§ TASK TO CARRY OUT
Retype exactly the lines that run from the start of the data to the line holding "p-copy was a site", including both, and only those.

----- SUPPLIED MATERIAL

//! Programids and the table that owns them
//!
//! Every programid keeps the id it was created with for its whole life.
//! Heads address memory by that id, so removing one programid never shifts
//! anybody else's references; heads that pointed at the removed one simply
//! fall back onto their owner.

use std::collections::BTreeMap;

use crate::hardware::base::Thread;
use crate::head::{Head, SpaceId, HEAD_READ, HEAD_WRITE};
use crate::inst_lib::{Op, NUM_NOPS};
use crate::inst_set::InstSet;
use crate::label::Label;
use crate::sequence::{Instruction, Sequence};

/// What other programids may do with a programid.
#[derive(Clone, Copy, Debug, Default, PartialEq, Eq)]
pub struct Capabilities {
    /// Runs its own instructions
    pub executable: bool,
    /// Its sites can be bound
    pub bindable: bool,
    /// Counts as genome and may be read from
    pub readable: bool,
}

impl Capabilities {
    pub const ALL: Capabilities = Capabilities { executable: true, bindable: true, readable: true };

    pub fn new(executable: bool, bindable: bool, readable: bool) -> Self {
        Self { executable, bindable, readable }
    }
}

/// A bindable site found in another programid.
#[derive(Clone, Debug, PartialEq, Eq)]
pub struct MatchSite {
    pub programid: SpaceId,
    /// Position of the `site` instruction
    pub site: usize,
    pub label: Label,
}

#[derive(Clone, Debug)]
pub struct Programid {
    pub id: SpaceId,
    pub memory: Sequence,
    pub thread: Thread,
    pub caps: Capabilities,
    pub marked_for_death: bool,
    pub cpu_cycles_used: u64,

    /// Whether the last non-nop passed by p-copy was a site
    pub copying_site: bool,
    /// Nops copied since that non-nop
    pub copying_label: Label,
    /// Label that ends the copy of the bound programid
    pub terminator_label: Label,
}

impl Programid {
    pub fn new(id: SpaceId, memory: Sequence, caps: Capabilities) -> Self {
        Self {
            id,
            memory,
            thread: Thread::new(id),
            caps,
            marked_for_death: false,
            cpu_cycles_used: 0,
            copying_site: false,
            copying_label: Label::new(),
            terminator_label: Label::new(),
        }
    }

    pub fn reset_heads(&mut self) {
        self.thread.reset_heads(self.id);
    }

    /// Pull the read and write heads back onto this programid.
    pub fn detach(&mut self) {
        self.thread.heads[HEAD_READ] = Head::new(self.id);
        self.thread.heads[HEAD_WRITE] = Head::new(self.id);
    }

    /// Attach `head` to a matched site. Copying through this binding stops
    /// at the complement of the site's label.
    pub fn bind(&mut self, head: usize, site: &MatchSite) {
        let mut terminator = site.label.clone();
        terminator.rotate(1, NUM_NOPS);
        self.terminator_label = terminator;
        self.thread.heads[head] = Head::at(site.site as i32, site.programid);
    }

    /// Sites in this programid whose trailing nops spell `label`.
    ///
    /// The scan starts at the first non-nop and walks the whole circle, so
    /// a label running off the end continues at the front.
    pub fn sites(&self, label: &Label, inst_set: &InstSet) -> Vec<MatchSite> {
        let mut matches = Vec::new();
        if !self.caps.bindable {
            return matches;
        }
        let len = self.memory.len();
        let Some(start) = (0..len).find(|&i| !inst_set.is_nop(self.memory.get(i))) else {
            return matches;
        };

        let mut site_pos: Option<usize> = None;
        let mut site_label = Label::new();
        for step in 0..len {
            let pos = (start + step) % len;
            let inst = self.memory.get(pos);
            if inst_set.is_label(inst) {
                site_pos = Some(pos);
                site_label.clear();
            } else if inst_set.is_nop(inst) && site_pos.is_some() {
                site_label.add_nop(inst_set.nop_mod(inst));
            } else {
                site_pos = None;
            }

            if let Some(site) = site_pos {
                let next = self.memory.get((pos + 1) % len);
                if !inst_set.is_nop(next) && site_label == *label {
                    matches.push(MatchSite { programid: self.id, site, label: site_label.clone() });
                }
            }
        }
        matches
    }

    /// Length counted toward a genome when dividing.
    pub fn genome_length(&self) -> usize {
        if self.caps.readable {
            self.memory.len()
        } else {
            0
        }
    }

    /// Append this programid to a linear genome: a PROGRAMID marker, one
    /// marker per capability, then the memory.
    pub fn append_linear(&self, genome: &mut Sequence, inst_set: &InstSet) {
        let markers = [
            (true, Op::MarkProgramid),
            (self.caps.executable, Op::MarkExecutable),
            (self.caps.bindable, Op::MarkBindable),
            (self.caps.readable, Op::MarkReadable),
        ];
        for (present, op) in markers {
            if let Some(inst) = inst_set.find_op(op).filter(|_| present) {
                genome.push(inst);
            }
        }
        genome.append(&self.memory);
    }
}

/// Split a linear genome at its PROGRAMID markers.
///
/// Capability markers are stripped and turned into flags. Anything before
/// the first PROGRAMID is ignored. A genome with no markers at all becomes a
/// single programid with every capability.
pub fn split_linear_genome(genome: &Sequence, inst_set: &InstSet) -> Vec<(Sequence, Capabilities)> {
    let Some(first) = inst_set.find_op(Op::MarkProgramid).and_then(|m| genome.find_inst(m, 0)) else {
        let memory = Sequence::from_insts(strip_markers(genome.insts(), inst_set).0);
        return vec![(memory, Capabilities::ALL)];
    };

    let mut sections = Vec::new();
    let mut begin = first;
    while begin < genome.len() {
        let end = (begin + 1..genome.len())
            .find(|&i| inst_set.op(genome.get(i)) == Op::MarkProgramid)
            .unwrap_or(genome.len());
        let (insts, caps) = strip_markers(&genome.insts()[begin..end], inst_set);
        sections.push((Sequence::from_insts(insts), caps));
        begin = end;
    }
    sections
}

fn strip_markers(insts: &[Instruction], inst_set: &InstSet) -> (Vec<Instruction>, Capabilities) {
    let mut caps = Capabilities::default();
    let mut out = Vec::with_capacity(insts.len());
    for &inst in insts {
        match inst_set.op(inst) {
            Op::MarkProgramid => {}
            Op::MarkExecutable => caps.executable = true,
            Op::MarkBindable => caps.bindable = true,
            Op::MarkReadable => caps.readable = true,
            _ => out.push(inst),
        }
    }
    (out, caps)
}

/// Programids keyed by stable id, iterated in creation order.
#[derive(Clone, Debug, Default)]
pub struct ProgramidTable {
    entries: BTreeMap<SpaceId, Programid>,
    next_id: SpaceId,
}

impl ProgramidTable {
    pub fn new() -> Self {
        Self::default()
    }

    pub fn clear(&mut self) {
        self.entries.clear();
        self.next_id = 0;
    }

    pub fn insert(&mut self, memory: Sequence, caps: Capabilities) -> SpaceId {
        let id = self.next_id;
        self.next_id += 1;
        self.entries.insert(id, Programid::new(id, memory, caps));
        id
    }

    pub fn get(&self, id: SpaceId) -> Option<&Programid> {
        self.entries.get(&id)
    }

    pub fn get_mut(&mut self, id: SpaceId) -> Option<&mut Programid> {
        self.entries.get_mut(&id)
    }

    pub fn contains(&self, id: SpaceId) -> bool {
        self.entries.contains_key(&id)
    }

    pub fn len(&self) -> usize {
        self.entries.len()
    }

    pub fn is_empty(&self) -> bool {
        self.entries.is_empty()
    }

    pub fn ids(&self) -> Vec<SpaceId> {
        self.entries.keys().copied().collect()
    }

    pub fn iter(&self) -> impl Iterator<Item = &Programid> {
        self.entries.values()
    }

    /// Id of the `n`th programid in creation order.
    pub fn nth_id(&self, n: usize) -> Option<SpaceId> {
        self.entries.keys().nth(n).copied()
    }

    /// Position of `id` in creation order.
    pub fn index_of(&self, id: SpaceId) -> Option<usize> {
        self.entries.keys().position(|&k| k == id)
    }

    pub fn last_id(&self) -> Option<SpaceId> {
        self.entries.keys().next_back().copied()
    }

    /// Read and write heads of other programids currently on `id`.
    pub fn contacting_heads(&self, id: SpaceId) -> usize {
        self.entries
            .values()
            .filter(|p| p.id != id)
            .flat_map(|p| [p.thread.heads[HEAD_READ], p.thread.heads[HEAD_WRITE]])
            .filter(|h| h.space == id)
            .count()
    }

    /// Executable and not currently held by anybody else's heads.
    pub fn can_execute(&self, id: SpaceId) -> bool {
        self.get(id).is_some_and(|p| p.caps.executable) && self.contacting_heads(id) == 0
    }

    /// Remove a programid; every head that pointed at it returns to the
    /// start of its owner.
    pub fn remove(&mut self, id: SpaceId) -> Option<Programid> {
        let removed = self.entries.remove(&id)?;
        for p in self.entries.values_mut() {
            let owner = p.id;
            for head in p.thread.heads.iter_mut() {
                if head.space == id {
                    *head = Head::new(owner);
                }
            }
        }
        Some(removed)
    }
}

----------

§ ANSWER BELOW
//! Programids and the table that owns them
//!
//! Every programid keeps the id it was created with for its whole life.
//! Heads address memory by that id, so removing one programid never shifts
//! anybody else's references; heads that pointed at the removed one simply
//! fall back onto their owner.

use std::collections::BTreeMap;

use crate::hardware::base::Thread;
use crate::head::{Head, SpaceId, HEAD_READ, HEAD_WRITE};
use crate::inst_lib::{Op, NUM_NOPS};
use crate::inst_set::InstSet;
use crate::label::Label;
use crate::sequence::{Instruction, Sequence};

/// What other programids may do with a programid.
#[derive(Clone, Copy, Debug, Default, PartialEq, Eq)]
pub struct Capabilities {
    /// Runs its own instructions
    pub executable: bool,
    /// Its sites can be bound
    pub bindable: bool,
    /// Counts as genome and may be read from
    pub readable: bool,
}

impl Capabilities {
    pub const ALL: Capabilities = Capabilities { executable: true, bindable: true, readable: true };

    pub fn new(executable: bool, bindable: bool, readable: bool) -> Self {
        Self { executable, bindable, readable }
    }
}

/// A bindable site found in another programid.
#[derive(Clone, Debug, PartialEq, Eq)]
pub struct MatchSite {
    pub programid: SpaceId,
    /// Position of the `site` instruction
    pub site: usize,
    pub label: Label,
}

#[derive(Clone, Debug)]
pub struct Programid {
    pub id: SpaceId,
    pub memory: Sequence,
    pub thread: Thread,
    pub caps: Capabilities,
    pub marked_for_death: bool,
    pub cpu_cycles_used: u64,

    /// Whether the last non-nop passed by p-copy was a site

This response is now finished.